■ **Exercise**: For every line in the entries that contains "integral", show the whole line.

■ **Task data**:
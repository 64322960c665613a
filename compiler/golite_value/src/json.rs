//! JSON interchange.
//!
//! Encoding follows the source language's `encoding/json`: integral floats
//! print without a fraction, map keys are sorted strings, only exported
//! (capitalised) struct fields are written, and `<`, `>`, `&` are escaped.
//! Non-finite floats, complex numbers, functions, channels and type values
//! cannot be encoded.

use crate::types::Type;
use crate::value::{MapKey, Value};
use rustc_hash::FxHashMap;
use serde::ser::{Error as _, SerializeMap, SerializeSeq};
use serde::{Serialize, Serializer};

/// Largest magnitude at which an integral float is written as an integer.
const EXACT_INTEGER_LIMIT: f64 = 1e15;

impl Serialize for Value {
    fn serialize<S: Serializer>(&self, serializer: S) -> Result<S::Ok, S::Error> {
        match self {
            Value::Nil => serializer.serialize_unit(),
            Value::Bool(b) => serializer.serialize_bool(*b),
            Value::Int(v, _) => serializer.serialize_i64(*v),
            Value::Uint(v, _) => serializer.serialize_u64(*v),
            Value::Float(v, kind) => {
                if !v.is_finite() {
                    return Err(S::Error::custom(format!(
                        "json: unsupported value: {}",
                        crate::value::format_float(*v, *kind)
                    )));
                }
                if v.fract() == 0.0 && v.abs() < EXACT_INTEGER_LIMIT {
                    return serializer.serialize_i64(*v as i64);
                }
                serializer.serialize_f64(*v)
            }
            Value::Str(s) => serializer.serialize_str(&String::from_utf8_lossy(s)),
            Value::Slice(s) => s.with_items(|items| {
                let mut seq = serializer.serialize_seq(Some(items.len()))?;
                for item in items {
                    seq.serialize_element(item)?;
                }
                seq.end()
            }),
            Value::Tuple(items) => {
                let mut seq = serializer.serialize_seq(Some(items.len()))?;
                for item in items.iter() {
                    seq.serialize_element(item)?;
                }
                seq.end()
            }
            Value::Map(m) => {
                let mut entries = Vec::with_capacity(m.len());
                for (key, value) in m.entries() {
                    entries.push((key_string(&key).map_err(S::Error::custom)?, value));
                }
                entries.sort_by(|a, b| a.0.cmp(&b.0));
                let mut map = serializer.serialize_map(Some(entries.len()))?;
                for (key, value) in &entries {
                    map.serialize_entry(key, value)?;
                }
                map.end()
            }
            Value::Struct(s) => serialize_fields(serializer, s.struct_type().fields(), s.fields()),
            Value::Ref(r) => {
                let loaded = r.load();
                serialize_fields(serializer, loaded.struct_type().fields(), loaded.fields())
            }
            other @ (Value::Complex(..) | Value::Func(_) | Value::Chan(_) | Value::Type(_)) => Err(
                S::Error::custom(format!("json: unsupported type: {}", other.type_of())),
            ),
        }
    }
}

fn key_string(key: &MapKey) -> Result<String, String> {
    match key {
        MapKey::Str(s) => Ok(String::from_utf8_lossy(s).into_owned()),
        MapKey::Int(v, _) => Ok(v.to_string()),
        MapKey::Uint(v, _) => Ok(v.to_string()),
        other => Err(format!(
            "json: unsupported map key type: {}",
            other.to_value().type_of()
        )),
    }
}

fn serialize_fields<S: Serializer>(
    serializer: S,
    fields: &[crate::types::StructField],
    values: &[Value],
) -> Result<S::Ok, S::Error> {
    let exported: Vec<_> = fields
        .iter()
        .zip(values)
        .filter(|(f, _)| f.name.starts_with(|c: char| c.is_uppercase()))
        .collect();
    let mut map = serializer.serialize_map(Some(exported.len()))?;
    for (field, value) in exported {
        map.serialize_entry(&field.name, value)?;
    }
    map.end()
}

/// Encode `value` as compact JSON, or `None` when it cannot be encoded.
pub fn to_json(value: &Value) -> Option<String> {
    match serde_json::to_string(value) {
        Ok(text) => Some(escape_html(&text)),
        Err(err) => {
            tracing::debug!(%err, "value is not representable as JSON");
            None
        }
    }
}

fn escape_html(text: &str) -> String {
    let mut out = String::with_capacity(text.len());
    for c in text.chars() {
        match c {
            '<' => out.push_str("\\u003c"),
            '>' => out.push_str("\\u003e"),
            '&' => out.push_str("\\u0026"),
            '\u{2028}' => out.push_str("\\u2028"),
            '\u{2029}' => out.push_str("\\u2029"),
            c => out.push(c),
        }
    }
    out
}

/// Decode JSON into the shapes `encoding/json` produces for an
/// `interface{}` target: `float64` numbers, `[]interface{}` arrays and
/// `map[string]interface{}` objects.
pub fn from_json(text: &str) -> Result<Value, serde_json::Error> {
    let parsed: serde_json::Value = serde_json::from_str(text)?;
    Ok(from_json_value(parsed))
}

fn from_json_value(value: serde_json::Value) -> Value {
    match value {
        serde_json::Value::Null => Value::Nil,
        serde_json::Value::Bool(b) => Value::Bool(b),
        serde_json::Value::Number(n) => Value::float(n.as_f64().unwrap_or(f64::NAN)),
        serde_json::Value::String(s) => Value::string(s),
        serde_json::Value::Array(items) => Value::slice(
            Type::Any,
            items.into_iter().map(from_json_value).collect(),
        ),
        serde_json::Value::Object(fields) => {
            let entries: FxHashMap<MapKey, Value> = fields
                .into_iter()
                .map(|(k, v)| (MapKey::from_string(k), from_json_value(v)))
                .collect();
            Value::map(Type::String, Type::Any, entries)
        }
    }
}
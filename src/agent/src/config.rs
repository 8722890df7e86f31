// Copyright Materialize, Inc. and contributors. All rights reserved.
//
// Use of this software is governed by the Business Source License
// included in the LICENSE file.
//
// As of the Change Date specified in that file, in accordance with
// the Business Source License, use of this software will be governed
// by the Apache License, Version 2.0.

//! Agent configuration.
//!
//! Every retry bound, timeout, interval and worker count lives here as a
//! named field rather than a hardwired literal, so tests can shrink them.

use std::collections::BTreeMap;
use std::time::Duration;

use quarry_agent_types::{BackendAddr, MasterInfo, TaskType};

/// URL path-and-query prefix for tablet file download on a peer backend.
/// The remote file path is appended directly.
pub const DOWNLOAD_URL_PREFIX: &str = "/api/_tablet/_download?file=";

/// Configuration for the agent's worker pools, reporters and clients.
#[derive(Clone, Debug)]
pub struct AgentConfig {
    /// This backend's own address, stamped on every report.
    pub backend: BackendAddr,
    /// The master this backend reports to.
    pub master: MasterInfo,
    /// Worker threads per task type. Types absent from the map fall back to
    /// [`AgentConfig::default_worker_count`].
    pub worker_counts: BTreeMap<TaskType, usize>,
    /// Worker threads for task types without an explicit entry.
    pub default_worker_count: usize,
    /// Total attempts for a finish-task RPC before the task is abandoned
    /// locally.
    pub task_finish_max_tries: usize,
    /// Total attempts for each periodic report RPC.
    pub report_max_tries: usize,
    /// Total attempts for each remote file download during a clone.
    pub download_file_max_tries: usize,
    /// Total attempts for applying a push before it is terminal.
    pub push_max_tries: usize,
    /// Bound on listing remote files from a clone source.
    pub list_remote_file_timeout: Duration,
    /// How often the worker polls an in-progress alter tablet.
    pub alter_status_poll_interval: Duration,
    /// Interval between task inventory reports.
    pub report_task_interval: Duration,
    /// Interval between disk state reports.
    pub report_disk_interval: Duration,
    /// Interval between tablet inventory reports.
    pub report_tablet_interval: Duration,
    /// Download URL prefix on peer backends.
    pub download_url_prefix: String,
}

impl AgentConfig {
    /// Creates a configuration with production defaults for the given
    /// backend and master.
    pub fn new(backend: BackendAddr, master: MasterInfo) -> AgentConfig {
        AgentConfig {
            backend,
            master,
            worker_counts: BTreeMap::new(),
            default_worker_count: 3,
            task_finish_max_tries: 3,
            report_max_tries: 3,
            download_file_max_tries: 3,
            push_max_tries: 2,
            list_remote_file_timeout: Duration::from_secs(15),
            alter_status_poll_interval: Duration::from_secs(10),
            report_task_interval: Duration::from_secs(10),
            report_disk_interval: Duration::from_secs(60),
            report_tablet_interval: Duration::from_secs(60),
            download_url_prefix: DOWNLOAD_URL_PREFIX.into(),
        }
    }

    /// Worker threads for `task_type`.
    pub fn worker_count(&self, task_type: TaskType) -> usize {
        self.worker_counts
            .get(&task_type)
            .copied()
            .unwrap_or(self.default_worker_count)
    }
}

■ **Reply to the exercise**:
//! Encoding follows the source language's `encoding/json`: integral floats
/// Largest magnitude at which an integral float is written as an integer.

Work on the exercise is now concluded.